Oncogene:去势抵抗性前列腺癌中环状RNAs能够增加雄激素受体多样性

2019-08-25 AlexYang MedSci原创

环状RNAs(circRNAs)表达的下调与各种人类的疾病相关,包括了许多类型的癌症。尽管环状RNAs与癌症的联系不断的增加,但是circRNAs在去势抵抗性前列腺癌中的特征分析有限,该类型的癌症也是前列腺癌死亡率的主要原因。最近,有研究人员在47个转移去势抵抗性前列腺癌样本中进行了外显子捕获RNA-seq分析,并在人源性异种移植(PDXs)和细胞模型中进行了核糖耗竭和RNase RRNA序列测定

环状RNAs(circRNAs)表达的下调与各种人类的疾病相关,包括了许多类型的癌症。尽管环状RNAs与癌症的联系不断的增加,但是circRNAs在去势抵抗性前列腺癌中的特征分析有限,该类型的癌症也是前列腺癌死亡率的主要原因。

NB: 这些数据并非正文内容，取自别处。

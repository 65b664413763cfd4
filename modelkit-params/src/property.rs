//! Base field descriptor: a named, optionally typed, optionally required
//! value slot with a default and help text.
//!
//! Every write goes through the validate-then-set contract: a declared type
//! is matched exactly, and a failed write leaves the previous value intact.

use crate::error::{ParamError, Result};
use crate::record::FieldRecord;
use crate::value::{Value, ValueType};

/// The base field descriptor.
#[derive(Debug, Clone, PartialEq)]
pub struct Property {
    name: String,
    value: Option<Value>,
    default: Option<Value>,
    value_type: Option<ValueType>,
    required: bool,
    help: String,
    format: Option<String>,
}

impl Property {
    pub fn new(name: impl Into<String>) -> Self {
        Self {
            name: name.into(),
            value: None,
            default: None,
            value_type: None,
            required: false,
            help: String::new(),
            format: None,
        }
    }

    // --- Builder methods ---

    /// Set an initial value. Checked against the declared type when the
    /// prototype is assembled into a schema (see `validate`).
    pub fn with_value(mut self, value: impl Into<Value>) -> Self {
        self.value = Some(value.into());
        self
    }

    /// Set the default returned by reads while no value is set.
    pub fn with_default(mut self, default: impl Into<Value>) -> Self {
        self.default = Some(default.into());
        self
    }

    /// Declare the exact type every write must match.
    pub fn typed(mut self, value_type: ValueType) -> Self {
        self.value_type = Some(value_type);
        self
    }

    /// Mark the field as required.
    pub fn required(mut self, required: bool) -> Self {
        self.required = required;
        self
    }

    /// Set the help text.
    pub fn with_help(mut self, help: impl Into<String>) -> Self {
        self.help = help.into();
        self
    }

    /// Set the display format hint (e.g. `"%.1f"`).
    pub fn with_format(mut self, format: impl Into<String>) -> Self {
        self.format = Some(format.into());
        self
    }

    // --- Accessors ---

    pub fn name(&self) -> &str {
        &self.name
    }

    /// The current value: the set value if any, else the default.
    pub fn current(&self) -> Option<&Value> {
        self.value.as_ref().or(self.default.as_ref())
    }

    /// Whether a value (not just a default) is set.
    pub fn is_set(&self) -> bool {
        self.value.is_some()
    }

    pub fn default(&self) -> Option<&Value> {
        self.default.as_ref()
    }

    pub fn value_type(&self) -> Option<ValueType> {
        self.value_type
    }

    pub fn is_required(&self) -> bool {
        self.required
    }

    pub fn help(&self) -> &str {
        &self.help
    }

    pub fn format(&self) -> Option<&str> {
        self.format.as_deref()
    }

    /// The type tag of the current value, when one is present.
    pub fn value_kind(&self) -> Option<ValueType> {
        self.current().map(Value::kind)
    }

    // --- Mutation ---

    /// Validate `value` against the declared type and store it.
    /// On failure nothing changes.
    pub fn set_value(&mut self, value: impl Into<Value>) -> Result<()> {
        let value = value.into();
        self.check_type(&value)?;
        self.value = Some(value);
        Ok(())
    }

    /// Reset the value to unset. The default is untouched.
    pub fn clear_value(&mut self) {
        self.value = None;
    }

    pub(crate) fn check_type(&self, value: &Value) -> Result<()> {
        if let Some(expected) = self.value_type {
            if value.kind() != expected {
                return Err(ParamError::TypeMismatch {
                    name: self.name.clone(),
                    expected: expected.as_str().to_string(),
                    actual: value.kind().as_str().to_string(),
                });
            }
        }
        Ok(())
    }

    /// Check that the stored value and default agree with the declared type.
    /// Run once when a prototype is assembled into a schema.
    pub fn validate(&self) -> Result<()> {
        if let Some(value) = &self.value {
            self.check_type(value)?;
        }
        if let Some(default) = &self.default {
            self.check_type(default)?;
        }
        Ok(())
    }

    /// Ordered attribute record for structured serialization.
    pub fn to_record(&self) -> FieldRecord {
        FieldRecord {
            value: self.value.clone(),
            default: self.default.clone(),
            value_type: self.value_type,
            required: self.required,
            help: self.help.clone(),
            format: self.format.clone(),
            bounds: None,
            errors: None,
            free: None,
        }
    }
}

#[cfg(test)]
mod tests {
    use super::*;

    #[test]
    fn typed_property_rejects_other_types() {
        let mut prop = Property::new("count")
            .with_default(10)
            .typed(ValueType::Int)
            .with_help("an int property");
        prop.set_value(3).unwrap();
        assert_eq!(prop.current(), Some(&Value::Int(3)));

        let err = prop.set_value(3.2).unwrap_err();
        assert!(matches!(err, ParamError::TypeMismatch { .. }));
        // failed write leaves the previous value in place
        assert_eq!(prop.current(), Some(&Value::Int(3)));
    }

    #[test]
    fn bool_type_only_accepts_bools() {
        let mut prop = Property::new("flag").typed(ValueType::Bool);
        assert!(prop.set_value(1).is_err());
        assert!(prop.set_value(true).is_ok());
    }

    #[test]
    fn value_takes_precedence_over_default() {
        let prop = Property::new("greeting")
            .with_value("hello")
            .with_default("world");
        assert_eq!(prop.current(), Some(&Value::Str("hello".into())));
        assert_eq!(prop.value_kind(), Some(ValueType::Str));
    }

    #[test]
    fn clear_value_resets_to_unset() {
        let mut prop = Property::new("x").with_value(1.3e6);
        prop.set_value(0.0).unwrap();
        prop.clear_value();
        assert_eq!(prop.current(), None);
        assert!(!prop.is_set());
    }

    #[test]
    fn default_answers_reads_when_unset() {
        let prop = Property::new("opt").with_default(1.0);
        assert!(!prop.is_set());
        assert_eq!(prop.current(), Some(&Value::Float(1.0)));
    }

    #[test]
    fn validate_catches_prototype_mismatch() {
        let prop = Property::new("bad").typed(ValueType::Int).with_default(1.5);
        assert!(matches!(
            prop.validate(),
            Err(ParamError::TypeMismatch { .. })
        ));
    }
}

最近,有研究人员在47个转移去势抵抗性前列腺癌样本中进行了外显子捕获RNA-seq分析,并在人源性异种移植(PDXs)和细胞模型中进行了核糖耗竭和RNase RRNA序列测定。研究鉴定了13个来源于关键前列腺癌驱使基因-雄激素受体的circRNAs。他们确定和分析了4种丰度最高和临床相关的AR circRNAs。这些circRNAs的表达在PDXs的去势抵抗性恶化中表达上调。该上调并非由于circRNAs形成的增加。相反,在临床样本和PDXs中,AR circRNAs的水平与线性AR转录本(AR和AR变体)强烈相关,表明了存在一种调控转录机制。在培养的细胞中,雄激素能够抑制这些AR circRNAs和线性AR转录本的表达,且上述抑制能够通过抗雄激素物质减弱。通过细胞核/质分离和RNA原位杂交实验,研究人员阐释了这些AR circRNAs在细胞质中定位明显,表明了很可能在细胞质中行使功能。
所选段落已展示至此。